In recent posts I defended the right of climate-change doubters to air their sceptical views, even if they are wrong. But I didn't explain why they are wrong to be sceptical. This is an important point, because scientists make a lot of noise about what amazing all-questioning, all-doubting truth-discovering geniuses they are, so what's wrong with everyone else being a bit sceptical, too?
The problem is that people don't understand what scepticism means to the professional scientist. If they did, then they would have treated an event like the 2009 Climategate scandal, which purported to reveal that scientists spend half of their time slagging each other off, as a glorious vindication of climate-science research.
For most people, being sceptical means saying, "I don't believe you! Prove to me you're right!" But there's no point doing that unless you know enough to judge the answer you get. How much you need to know to be usefully sceptical depends enormously on the situation. There are times in everyday life when you don't need to know very much at all. For example, on those blessed lucky days when you get a call from the mobile phone company.
"Good evening, may I take a few minutes to slash your monthly phone bill?"
"Actually, I'm busy right now trying to feed a baby and a three-year-old--"
"That's fine, this will only take a few minutes."
"Plus I'm trying to cook a lavish meal for a dinner party that starts in 45 minutes. There's a very fiddly French chicken dish that requires careful concentration…"
"I'm sure you can handle it."
"…and I have to translate the recipe from French as I proceed."
"One more piece of multi-tasking won't hurt you."
Our harried hero is then presented with a series of options for a new phone, combinations of free call time and text messages, daytime calls, evening calls, weekend calls, international calls, data plans, and contract lengths.
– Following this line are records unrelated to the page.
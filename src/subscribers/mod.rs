//! # Lifecycle event subscribers.
//!
//! This module provides the [`Subscribe`] trait, the `SubscriberSet` fan-out and the
//! built-in [`LogWriter`].
//!
//! ```text
//! ProducerActor ── publish(Event) ──► Bus ──► event listener ──► SubscriberSet
//!                                                                  ├──► LogWriter
//!                                                                  ├──► dashboard feed
//!                                                                  └──► ...
//! ```

mod embedded;
mod subscriber;
mod subscriber_set;

pub use embedded::LogWriter;
pub use subscriber::Subscribe;
pub(crate) use subscriber_set::SubscriberSet;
At the same time, as he barely manages to catch the baby as she leaps from her high chair, put a plate of fish fingers on the table at the same moment the three-year-old announces his intention to rip all of the speaker wires from the stereo, and glaze a chicken, he also scribbles down the phone plan costs in the margin of the French cookbook. While converting 3.5 tablespoons into teaspoons, which are all he has handy, and halving the recipe, he also adds up the prices, and concludes that the new phone deal is indeed marginally cheaper.
"I will save only pennies each month. Why should I bother?"
"Our customer service is better."
"How can you prove that?"
"And transfer will be automatic. You just have to say Yes."
"Plus a changeover fee?"
"Of course."
"Goodbye."
This is the sort of scepticism that our expert parent and novice French chef can be justifiably proud of, and further dramatise as he gloats about it over dinner. But this skill is entirely meaningless when presented with a scientific discipline that most practitioners learn over four years of undergraduate study, five years of doctoral training, and seven years of post-doctoral research, at which point only 6% of the original students remain, and half of those are dunderheads who will eke out the remainder of their academic careers in obscurity.
Imagine, nonetheless, that he receives another call the next day.
"Good afternoon, I would like to convince you that the recent BICEP2 observations confirm inflation of the early universe."
"Ok. My kids are at school and there are plenty of leftovers in the fridge. Go right ahead!"
"Thank you. Let's begin. What do you know already about the cosmic microwave background?"
"I'm afraid I only cook with gas."
"I can see this will take some time…"
We have reached a point where mere scepticism is not enough. It is entirely possible that he could ask enough probing questions to make a judgement just as informed as a celebrity cosmologist, but not before the kids get home from school.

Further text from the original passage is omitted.